The waiter came and Otto gave him two dollar bills and waved away change and got out of the place and back to his car as quickly as he could without running.
He sat in the car without turning on the lights. The quiet and the darkness helped him to think. And, as he thought, the worst of his fear subsided, to be replaced by a great thankfulness that he had happened to overhear the idle words which had shown him the danger in time.
Because it was in time. Altinger could not yet be free; the Machine was not yet in motion—and what he must do was to warn Waldemar and make certain that Clare’s safety was sure and then return to the prepared steps of his plan.
How should he warn Waldemar? Over the telephone? He could, because Waldemar would understand the guarded sort of talk he would have to use. Or should he—better, far better!—make swift alteration in the campaign and carry out the business with the two cars as planned but then drive north-west instead of south and go by Los Robles and deliver the warning in person and . . . and see Clare again as he did so?
Yes: that was it. It was safe and right—and he would see Clare.
He started the car and switched on his lights and drove away, uptown, towards the
His nearest way would take him right across the busy intersection of which the office building was the north-east cornerstone. He used this way now, though earlier he had not intended to do so. The light was green, and he shot across the main road and then slackened as he entered the familiar block of June Street and leaned across the seat and peered up, just to check, at Altinger’s window.
It was shaded still—but there was bright light behind the shade!
The car lurched—and he pulled it straight as he sat up with panic wrapping cold fingers around his entrails. Out of the corner of his eye, he tried to see the doorway to the office building, but the car was too far past by now and he dared not check nor stop. He drove on, slowly increasing speed. His mind raced, trying against deadly fear to be cold and direct and certain.
Altinger could neither have worked himself loose nor attracted attention: someone, by some frightful mischance, had gone to the office, and now Altinger was free! How long had he been free?
The clock on the dashboard said eight-thirty. He had left Altinger and the office building at twenty-five minutes past six and looked back from the corner and seen the lank, unlighted window. So that, conceivably, Altinger could have been free for over two hours! And an hour for Altinger, working at pressure, was half a day for other men!
He must find a telephone. At once he must find a telephone—as soon as he had made sure and doubly sure that he was not followed. He began, driving as fast as he dared, to weave a maze about the hilly streets. He turned left three times and right a couple; then four times right and one left and then straight ahead and around a block and back upon his own tracks. And then he found a narrow street which rose more steeply than the others and turned into it and drove uphill and then stopped and pulled in to the curb and watched in his rear mirror for pursuers.
But there were none. There were no cars at all—and very soon he slipped in his gear and climbed the hill and turned west and reached a more populous district and put the car into a park beside a petrol station and ran to a chemist’s upon the other side of the street and shut himself into the telephone booth and put through a long-distance call to Los Robles.
He waited for age-long minutes.
“Hehlo!” said the operator. “Hehlo: on your call to Palitos three-one, sir, there seems to be trrouble on that line! We cannot make a connection. . . .”

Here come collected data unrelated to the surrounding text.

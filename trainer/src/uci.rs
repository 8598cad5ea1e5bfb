//! Plays a genome against a chess GUI over the UCI protocol.

use crate::encoding::{self, MoveView, TOTAL_ENCODING_LENGTH};
use crate::games;

use gatedneat::genomics::{ActivationError, Genome};

use chess::{Board, ChessMove};
use thiserror::Error;

use std::io::{self, BufRead, Write};
use std::str::FromStr;

/// An error produced while handling a UCI command.
#[derive(Debug, Error)]
pub enum UciError {
    #[error(transparent)]
    Activation(#[from] ActivationError),
    #[error("invalid FEN '{0}'")]
    InvalidFen(String),
    #[error("move {uci} is not legal in {fen}")]
    IllegalMove { uci: String, fen: String },
    #[error("chess players need {expected} inputs and 1 output, got {inputs} and {outputs}")]
    Shape {
        expected: usize,
        inputs: usize,
        outputs: usize,
    },
}

/// A UCI engine choosing its moves with a genome.
///
/// The engine plays the side to move when `go` arrives. Every
/// `position` command replays the game from a fresh state,
/// showing the genome each earlier move of that side the way
/// it was shown while choosing it, so a replayed game leaves
/// the genome in the state live play would have.
#[derive(Clone, Debug)]
pub struct UciBot {
    player: Genome,
    name: String,
    board: Board,
    max_iterations: usize,
}

impl UciBot {
    /// Creates an engine at the starting position.
    ///
    /// # Errors
    /// Returns [`UciError::Shape`] if `player` does not take
    /// a decision encoding to a single output.
    pub fn new(player: Genome, name: impl Into<String>, max_iterations: usize) -> Result<UciBot, UciError> {
        if player.input_count() != TOTAL_ENCODING_LENGTH || player.output_count() != 1 {
            return Err(UciError::Shape {
                expected: TOTAL_ENCODING_LENGTH,
                inputs: player.input_count(),
                outputs: player.output_count(),
            });
        }
        let mut bot = UciBot {
            player,
            name: name.into(),
            board: Board::default(),
            max_iterations,
        };
        bot.player.reset_state();
        Ok(bot)
    }

    pub fn board(&self) -> &Board {
        &self.board
    }

    pub fn player(&self) -> &Genome {
        &self.player
    }

    /// Handles one command line, returning the lines to answer with.
    /// Unknown commands are ignored.
    pub fn handle(&mut self, line: &str) -> Result<Vec<String>, UciError> {
        let mut words = line.split_whitespace();
        match words.next() {
            Some("uci") => Ok(vec![
                format!("id name {}", self.name),
                "id author gatedneat".to_owned(),
                "uciok".to_owned(),
            ]),
            Some("isready") => Ok(vec!["readyok".to_owned()]),
            Some("ucinewgame") => {
                self.board = Board::default();
                self.player.reset_state();
                Ok(vec![])
            }
            Some("position") => {
                self.set_position(&words.collect::<Vec<_>>())?;
                Ok(vec![])
            }
            Some("go") => {
                let best = match self.best_move()? {
                    Some(mv) => mv.to_string(),
                    None => "0000".to_owned(),
                };
                Ok(vec![format!("bestmove {}", best)])
            }
            Some(command) => {
                log::debug!("Ignoring UCI command '{}'", command);
                Ok(vec![])
            }
            None => Ok(vec![]),
        }
    }

    /// Sets up `startpos` or `fen <fields>`, followed by optional
    /// `moves <uci>...`, and replays the moves.
    fn set_position(&mut self, args: &[&str]) -> Result<(), UciError> {
        let moves_at = args.iter().position(|&a| a == "moves").unwrap_or(args.len());
        let board = match args.first() {
            Some(&"fen") => {
                let fen = args[1..moves_at].join(" ");
                Board::from_str(&fen).map_err(|_| UciError::InvalidFen(fen))?
            }
            _ => Board::default(),
        };

        let mut moves = vec![];
        let mut end = board;
        for &uci in args.iter().skip(moves_at + 1) {
            let mv = encoding::legal_moves(&end)
                .into_iter()
                .find(|m| m.to_string() == uci)
                .ok_or_else(|| UciError::IllegalMove {
                    uci: uci.to_owned(),
                    fen: end.to_string(),
                })?;
            moves.push(mv);
            end = end.make_move_new(mv);
        }

        let player_color = end.side_to_move();
        self.board = board;
        self.player.reset_state();
        for mv in moves {
            if self.board.side_to_move() == player_color {
                self.show_position_if_fresh()?;
                if let Some(view) = MoveView::of(&self.board, mv) {
                    let input = encoding::encode_decision(&self.board, &view);
                    self.player.activate(&input, self.max_iterations, false)?;
                }
            }
            self.board = self.board.make_move_new(mv);
        }
        Ok(())
    }

    /// Shows the current board with a null move to a player
    /// that has not seen anything yet.
    fn show_position_if_fresh(&mut self) -> Result<(), ActivationError> {
        if self.player.activations().iter().all(|a| *a == 0.0) {
            let input = encoding::null_move_input(&self.board);
            self.player.activate(&input, self.max_iterations, false)?;
        }
        Ok(())
    }

    /// Picks the move the player prefers and keeps the state
    /// it leaves the player in.
    fn best_move(&mut self) -> Result<Option<ChessMove>, UciError> {
        self.show_position_if_fresh()?;
        let (moves, inputs): (Vec<ChessMove>, Vec<Vec<f64>>) =
            encoding::candidate_inputs(&self.board).into_iter().unzip();
        match games::get_player_best_move(&mut self.player, &inputs, self.max_iterations)? {
            Some((best, state)) => {
                self.player.set_activations(&state)?;
                Ok(Some(moves[best]))
            }
            None => Ok(None),
        }
    }
}

/// Answers commands read from `input` until `quit` or
/// the end of input. Failed commands are logged and skipped.
pub fn run<R: BufRead, W: Write>(bot: &mut UciBot, input: R, mut output: W) -> io::Result<()> {
    for line in input.lines() {
        let line = line?;
        let command = line.trim();
        if command == "quit" {
            break;
        }
        match bot.handle(command) {
            Ok(replies) => {
                for reply in replies {
                    writeln!(output, "{}", reply)?;
                }
            }
            Err(e) => log::warn!("Ignoring '{}': {}", command, e),
        }
        output.flush()?;
    }
    Ok(())
}

#[cfg(test)]
mod tests {
    use super::*;

    use gatedneat::genomics::{GeneticConfig, InnovationRegistry};
    use rand::SeedableRng;
    use rand_chacha::ChaCha8Rng;

    use std::io::Cursor;
    use std::num::NonZeroUsize;

    fn bot(seed: u64) -> UciBot {
        let config = GeneticConfig {
            input_count: NonZeroUsize::new(TOTAL_ENCODING_LENGTH).unwrap(),
            output_count: NonZeroUsize::MIN,
            ..GeneticConfig::default()
        };
        let mut registry = InnovationRegistry::new(&config);
        let mut rng = ChaCha8Rng::seed_from_u64(seed);
        UciBot::new(Genome::new(&config, &mut registry, &mut rng), "tester", 3).unwrap()
    }

    fn is_legal(board: &Board, uci: &str) -> bool {
        encoding::legal_moves(board).iter().any(|m| m.to_string() == uci)
    }

    #[test]
    fn command_exchange() {
        let mut bot = bot(0);
        let input = Cursor::new("uci\nisready\nposition startpos moves e2e4\ngo\nquit\ngo\n");
        let mut output = vec![];
        run(&mut bot, input, &mut output).unwrap();

        let output = String::from_utf8(output).unwrap();
        let lines: Vec<&str> = output.lines().collect();
        assert_eq!(lines.len(), 5);
        assert_eq!(lines[0], "id name tester");
        assert!(lines[1].starts_with("id author"));
        assert_eq!(lines[2], "uciok");
        assert_eq!(lines[3], "readyok");

        let after_e4 = Board::default().make_move_new(ChessMove::new(
            chess::Square::E2,
            chess::Square::E4,
            None,
        ));
        assert_eq!(*bot.board(), after_e4);
        let best = lines[4].strip_prefix("bestmove ").unwrap();
        assert!(is_legal(&after_e4, best));
    }

    #[test]
    fn repeated_positions_are_answered_alike() {
        let mut bot = bot(1);
        let mut answers = vec![];
        for _ in 0..3 {
            bot.handle("position startpos moves d2d4 g8f6").unwrap();
            answers.push(bot.handle("go").unwrap());
        }
        assert!(answers.iter().all(|a| *a == answers[0]));
    }

    #[test]
    fn replay_rebuilds_the_live_state() {
        let mut live = bot(2);
        live.handle("position startpos").unwrap();
        let reply = live.handle("go").unwrap();
        let first = reply[0].strip_prefix("bestmove ").unwrap().to_owned();
        let state = live.player().activations().to_vec();

        let after_first = Board::default().make_move_new(
            encoding::legal_moves(&Board::default())
                .into_iter()
                .find(|m| m.to_string() == first)
                .unwrap(),
        );
        let answer = encoding::legal_moves(&after_first)[0];

        let mut replayed = bot(2);
        replayed
            .handle(&format!("position startpos moves {} {}", first, answer))
            .unwrap();
        assert_eq!(replayed.player().activations(), &state[..]);
    }

    #[test]
    fn mated_side_has_no_move() {
        let mut bot = bot(3);
        bot.handle("position fen R6k/5ppp/8/8/8/8/5PPP/6K1 b - - 1 2")
            .unwrap();
        assert_eq!(bot.handle("go").unwrap(), vec!["bestmove 0000"]);
    }

    #[test]
    fn invalid_positions() {
        let mut bot = bot(4);
        assert!(matches!(
            bot.handle("position startpos moves e2e5"),
            Err(UciError::IllegalMove { .. })
        ));
        assert!(matches!(
            bot.handle("position fen not a position moves e2e4"),
            Err(UciError::InvalidFen(_))
        ));
        assert!(bot.handle("debug on").unwrap().is_empty());

        let config = GeneticConfig::default();
        let mut registry = InnovationRegistry::new(&config);
        let mut rng = ChaCha8Rng::seed_from_u64(0);
        assert!(matches!(
            UciBot::new(Genome::new(&config, &mut registry, &mut rng), "small", 3),
            Err(UciError::Shape {
                expected: TOTAL_ENCODING_LENGTH,
                ..
            })
        ));
    }
}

Otto put the receiver back upon its hook. His stomach felt like water and it seemed, difficult to breathe. He slammed open the door of the booth and ran out of it and across the road for his car.
He reached the highway crossroads outside the little rural town of Palitos in something over two hours. He drove with a coldly maniac precision of speed—and his self, it seemed to him, was always ahead of the flying wheels.
But he still thought. He did not drive into the village, but turned off before he reached it, along the narrow but well-paved branch road to Hudson. He was not followed: he made sure of that.
He was heading for the entry to Los Robles’ acres which Clare had shown him only a week ago. It was a hidden one—and only she and Waldemar used it. There was no gate, but a section of seemingly immovable fencing which one could lift and swing aside when one knew the trick. There was no track which was visible from the road, but as soon as one had bumped over the slight rise in the rolling pasture-land there was—and it stretched, narrow and winding but in good weather easily navigable, up and down over the waves of the foothills and thus into the oaks and through them to the house.